■ **PROBLEM DETAILS**: Return the data given below exactly as it appears.

*** Opening of AVAILABLE DATA ***

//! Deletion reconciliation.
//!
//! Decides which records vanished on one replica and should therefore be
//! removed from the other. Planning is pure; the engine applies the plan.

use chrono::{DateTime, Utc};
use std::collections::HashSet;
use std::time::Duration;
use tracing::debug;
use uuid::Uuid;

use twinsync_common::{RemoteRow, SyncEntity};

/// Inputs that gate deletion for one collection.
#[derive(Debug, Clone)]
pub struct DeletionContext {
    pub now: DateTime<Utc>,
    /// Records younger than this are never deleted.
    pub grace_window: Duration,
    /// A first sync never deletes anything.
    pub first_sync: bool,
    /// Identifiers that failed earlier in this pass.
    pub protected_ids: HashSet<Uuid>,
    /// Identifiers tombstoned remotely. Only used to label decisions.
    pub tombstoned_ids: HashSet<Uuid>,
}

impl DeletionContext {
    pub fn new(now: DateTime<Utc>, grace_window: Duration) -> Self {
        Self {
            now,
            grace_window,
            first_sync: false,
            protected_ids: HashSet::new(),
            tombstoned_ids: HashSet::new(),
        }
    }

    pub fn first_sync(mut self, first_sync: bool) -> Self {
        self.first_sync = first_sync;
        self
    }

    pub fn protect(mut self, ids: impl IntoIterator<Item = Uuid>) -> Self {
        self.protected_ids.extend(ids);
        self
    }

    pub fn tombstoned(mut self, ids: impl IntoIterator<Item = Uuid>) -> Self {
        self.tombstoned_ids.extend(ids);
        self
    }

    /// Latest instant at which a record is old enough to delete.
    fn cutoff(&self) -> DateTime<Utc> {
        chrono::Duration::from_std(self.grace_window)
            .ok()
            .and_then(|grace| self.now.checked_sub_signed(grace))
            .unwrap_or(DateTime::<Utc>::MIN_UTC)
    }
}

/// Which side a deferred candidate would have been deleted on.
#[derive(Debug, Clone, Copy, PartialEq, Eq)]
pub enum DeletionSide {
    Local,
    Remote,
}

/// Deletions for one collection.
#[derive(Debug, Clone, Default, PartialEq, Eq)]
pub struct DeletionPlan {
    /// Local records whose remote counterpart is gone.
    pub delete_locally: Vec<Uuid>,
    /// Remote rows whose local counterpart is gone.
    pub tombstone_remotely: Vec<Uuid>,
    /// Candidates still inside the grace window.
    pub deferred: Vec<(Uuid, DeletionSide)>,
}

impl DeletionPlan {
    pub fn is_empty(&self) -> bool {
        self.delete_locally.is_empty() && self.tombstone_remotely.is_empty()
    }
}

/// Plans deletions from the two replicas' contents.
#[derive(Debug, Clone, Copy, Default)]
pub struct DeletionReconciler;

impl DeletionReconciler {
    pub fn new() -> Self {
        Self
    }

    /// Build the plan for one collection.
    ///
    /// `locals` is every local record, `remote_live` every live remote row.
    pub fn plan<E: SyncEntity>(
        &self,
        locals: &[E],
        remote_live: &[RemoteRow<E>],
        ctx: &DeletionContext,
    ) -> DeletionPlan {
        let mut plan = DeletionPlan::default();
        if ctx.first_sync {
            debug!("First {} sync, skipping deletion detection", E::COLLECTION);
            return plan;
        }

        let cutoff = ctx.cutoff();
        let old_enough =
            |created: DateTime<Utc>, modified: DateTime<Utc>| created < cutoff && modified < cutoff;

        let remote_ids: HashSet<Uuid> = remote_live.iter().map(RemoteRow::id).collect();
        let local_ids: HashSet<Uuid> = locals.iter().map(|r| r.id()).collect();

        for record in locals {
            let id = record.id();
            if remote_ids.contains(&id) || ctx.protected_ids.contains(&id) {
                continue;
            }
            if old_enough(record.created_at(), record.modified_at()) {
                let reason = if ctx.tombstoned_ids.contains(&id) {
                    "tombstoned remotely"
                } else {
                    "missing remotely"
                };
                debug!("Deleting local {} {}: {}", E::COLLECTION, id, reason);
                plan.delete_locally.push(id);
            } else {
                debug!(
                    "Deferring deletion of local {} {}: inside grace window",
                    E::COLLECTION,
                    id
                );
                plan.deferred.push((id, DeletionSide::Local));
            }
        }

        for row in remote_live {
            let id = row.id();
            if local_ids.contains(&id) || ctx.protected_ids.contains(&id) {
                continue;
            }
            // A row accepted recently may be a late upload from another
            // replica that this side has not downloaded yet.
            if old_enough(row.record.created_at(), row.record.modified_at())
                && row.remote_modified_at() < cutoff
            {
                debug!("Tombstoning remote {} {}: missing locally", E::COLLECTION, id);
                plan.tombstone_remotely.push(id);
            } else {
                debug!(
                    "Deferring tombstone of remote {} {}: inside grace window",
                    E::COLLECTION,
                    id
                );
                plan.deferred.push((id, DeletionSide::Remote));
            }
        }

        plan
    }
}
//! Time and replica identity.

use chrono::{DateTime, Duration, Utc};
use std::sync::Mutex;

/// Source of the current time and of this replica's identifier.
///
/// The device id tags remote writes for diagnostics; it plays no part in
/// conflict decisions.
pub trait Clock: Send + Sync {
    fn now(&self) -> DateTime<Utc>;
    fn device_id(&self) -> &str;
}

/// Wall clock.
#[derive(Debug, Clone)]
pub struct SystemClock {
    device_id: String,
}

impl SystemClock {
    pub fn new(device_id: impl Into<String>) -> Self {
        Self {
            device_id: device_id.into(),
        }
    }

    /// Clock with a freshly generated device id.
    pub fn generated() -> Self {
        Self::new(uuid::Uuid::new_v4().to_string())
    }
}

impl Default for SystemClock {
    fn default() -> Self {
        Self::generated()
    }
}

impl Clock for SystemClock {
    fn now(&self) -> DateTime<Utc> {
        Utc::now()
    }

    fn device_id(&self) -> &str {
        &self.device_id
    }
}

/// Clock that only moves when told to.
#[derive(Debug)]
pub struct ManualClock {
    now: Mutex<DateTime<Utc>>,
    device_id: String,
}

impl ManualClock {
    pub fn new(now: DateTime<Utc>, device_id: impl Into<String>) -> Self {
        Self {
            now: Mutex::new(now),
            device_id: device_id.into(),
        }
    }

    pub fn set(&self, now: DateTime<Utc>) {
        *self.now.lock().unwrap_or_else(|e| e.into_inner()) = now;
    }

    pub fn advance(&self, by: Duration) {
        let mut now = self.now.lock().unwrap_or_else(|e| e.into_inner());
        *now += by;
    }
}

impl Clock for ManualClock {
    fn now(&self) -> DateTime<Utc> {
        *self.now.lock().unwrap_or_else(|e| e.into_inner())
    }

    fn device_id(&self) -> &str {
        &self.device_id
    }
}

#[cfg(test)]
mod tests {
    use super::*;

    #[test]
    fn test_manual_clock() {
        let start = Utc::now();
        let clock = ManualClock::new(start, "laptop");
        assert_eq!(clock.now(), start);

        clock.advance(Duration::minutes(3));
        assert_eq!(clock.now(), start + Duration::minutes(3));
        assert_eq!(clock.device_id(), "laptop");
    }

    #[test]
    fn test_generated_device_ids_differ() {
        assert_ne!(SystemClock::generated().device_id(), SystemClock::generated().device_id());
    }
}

*** Close of AVAILABLE DATA ***

■ **OUTPUT OF THE EXERCISE**:
//! Deletion reconciliation.
//!
//! Decides which records vanished on one replica and should therefore be
//! removed from the other. Planning is pure; the engine applies the plan.

use chrono::{DateTime, Utc};
use std::collections::HashSet;
use std::time::Duration;
use tracing::debug;
use uuid::Uuid;

use twinsync_common::{RemoteRow, SyncEntity};

/// Inputs that gate deletion for one collection.
#[derive(Debug, Clone)]
pub struct DeletionContext {
    pub now: DateTime<Utc>,
    /// Records younger than this are never deleted.
    pub grace_window: Duration,
    /// A first sync never deletes anything.
    pub first_sync: bool,
    /// Identifiers that failed earlier in this pass.
    pub protected_ids: HashSet<Uuid>,
    /// Identifiers tombstoned remotely. Only used to label decisions.
    pub tombstoned_ids: HashSet<Uuid>,
}

impl DeletionContext {
    pub fn new(now: DateTime<Utc>, grace_window: Duration) -> Self {
        Self {
            now,
            grace_window,
            first_sync: false,
            protected_ids: HashSet::new(),
            tombstoned_ids: HashSet::new(),
        }
    }

    pub fn first_sync(mut self, first_sync: bool) -> Self {
        self.first_sync = first_sync;
        self
    }

    pub fn protect(mut self, ids: impl IntoIterator<Item = Uuid>) -> Self {
        self.protected_ids.extend(ids);
        self
    }

    pub fn tombstoned(mut self, ids: impl IntoIterator<Item = Uuid>) -> Self {
        self.tombstoned_ids.extend(ids);
        self
    }

    /// Latest instant at which a record is old enough to delete.
    fn cutoff(&self) -> DateTime<Utc> {
        chrono::Duration::from_std(self.grace_window)
            .ok()
            .and_then(|grace| self.now.checked_sub_signed(grace))
            .unwrap_or(DateTime::<Utc>::MIN_UTC)
    }
}

/// Which side a deferred candidate would have been deleted on.
#[derive(Debug, Clone, Copy, PartialEq, Eq)]
pub enum DeletionSide {
    Local,
    Remote,
}

/// Deletions for one collection.
#[derive(Debug, Clone, Default, PartialEq, Eq)]
pub struct DeletionPlan {
    /// Local records whose remote counterpart is gone.
    pub delete_locally: Vec<Uuid>,
    /// Remote rows whose local counterpart is gone.
    pub tombstone_remotely: Vec<Uuid>,
    /// Candidates still inside the grace window.
    pub deferred: Vec<(Uuid, DeletionSide)>,
}

impl DeletionPlan {
    pub fn is_empty(&self) -> bool {
        self.delete_locally.is_empty() && self.tombstone_remotely.is_empty()
    }
}

/// Plans deletions from the two replicas' contents.
#[derive(Debug, Clone, Copy, Default)]
pub struct DeletionReconciler;

impl DeletionReconciler {
    pub fn new() -> Self {
        Self
    }

    /// Build the plan for one collection.
    ///
    /// `locals` is every local record, `remote_live` every live remote row.
    pub fn plan<E: SyncEntity>(
        &self,
        locals: &[E],
        remote_live: &[RemoteRow<E>],
        ctx: &DeletionContext,
    ) -> DeletionPlan {
        let mut plan = DeletionPlan::default();
        if ctx.first_sync {
            debug!("First {} sync, skipping deletion detection", E::COLLECTION);
            return plan;
        }

        let cutoff = ctx.cutoff();
        let old_enough =
            |created: DateTime<Utc>, modified: DateTime<Utc>| created < cutoff && modified < cutoff;

        let remote_ids: HashSet<Uuid> = remote_live.iter().map(RemoteRow::id).collect();
        let local_ids: HashSet<Uuid> = locals.iter().map(|r| r.id()).collect();

        for record in locals {
            let id = record.id();
            if remote_ids.contains(&id) || ctx.protected_ids.contains(&id) {
                continue;
            }
            if old_enough(record.created_at(), record.modified_at()) {
                let reason = if ctx.tombstoned_ids.contains(&id) {
                    "tombstoned remotely"
                } else {
                    "missing remotely"
                };
                debug!("Deleting local {} {}: {}", E::COLLECTION, id, reason);
                plan.delete_locally.push(id);
            } else {
                debug!(
                    "Deferring deletion of local {} {}: inside grace window",
                    E::COLLECTION,
                    id
                );
                plan.deferred.push((id, DeletionSide::Local));
            }
        }

        for row in remote_live {
            let id = row.id();
            if local_ids.contains(&id) || ctx.protected_ids.contains(&id) {
                continue;
            }
            // A row accepted recently may be a late upload from another
            // replica that this side has not downloaded yet.
            if old_enough(row.record.created_at(), row.record.modified_at())
                && row.remote_modified_at() < cutoff
            {
                debug!("Tombstoning remote {} {}: missing locally", E::COLLECTION, id);
                plan.tombstone_remotely.push(id);
            } else {
                debug!(
                    "Deferring tombstone of remote {} {}: inside grace window",
                    E::COLLECTION,
                    id
                );
                plan.deferred.push((id, DeletionSide::Remote));
            }
        }

        plan
    }
}
//! Time and replica identity.

use chrono::{DateTime, Duration, Utc};
use std::sync::Mutex;

/// Source of the current time and of this replica's identifier.
///
/// The device id tags remote writes for diagnostics; it plays no part in
/// conflict decisions.
pub trait Clock: Send + Sync {
    fn now(&self) -> DateTime<Utc>;
    fn device_id(&self) -> &str;
}

/// Wall clock.
#[derive(Debug, Clone)]
pub struct SystemClock {
    device_id: String,
}

impl SystemClock {
    pub fn new(device_id: impl Into<String>) -> Self {
        Self {
            device_id: device_id.into(),
        }
    }

    /// Clock with a freshly generated device id.
    pub fn generated() -> Self {
        Self::new(uuid::Uuid::new_v4().to_string())
    }
}

impl Default for SystemClock {
    fn default() -> Self {
        Self::generated()
    }
}

impl Clock for SystemClock {
    fn now(&self) -> DateTime<Utc> {
        Utc::now()
    }

    fn device_id(&self) -> &str {
        &self.device_id
    }
}

/// Clock that only moves when told to.
#[derive(Debug)]
pub struct ManualClock {
    now: Mutex<DateTime<Utc>>,
    device_id: String,
}

impl ManualClock {
    pub fn new(now: DateTime<Utc>, device_id: impl Into<String>) -> Self {
        Self {
            now: Mutex::new(now),
            device_id: device_id.into(),
        }
    }

    pub fn set(&self, now: DateTime<Utc>) {
        *self.now.lock().unwrap_or_else(|e| e.into_inner()) = now;
    }

    pub fn advance(&self, by: Duration) {
        let mut now = self.now.lock().unwrap_or_else(|e| e.into_inner());
        *now += by;
    }
}

impl Clock for ManualClock {
    fn now(&self) -> DateTime<Utc> {
        *self.now.lock().unwrap_or_else(|e| e.into_inner())
    }

    fn device_id(&self) -> &str {
        &self.device_id
    }
}

#[cfg(test)]
mod tests {
    use super::*;

    #[test]
    fn test_manual_clock() {
        let start = Utc::now();
        let clock = ManualClock::new(start, "laptop");
        assert_eq!(clock.now(), start);

        clock.advance(Duration::minutes(3));
        assert_eq!(clock.now(), start + Duration::minutes(3));
        assert_eq!(clock.device_id(), "laptop");
    }

    #[test]
    fn test_generated_device_ids_differ() {
        assert_ne!(SystemClock::generated().device_id(), SystemClock::generated().device_id());
    }
}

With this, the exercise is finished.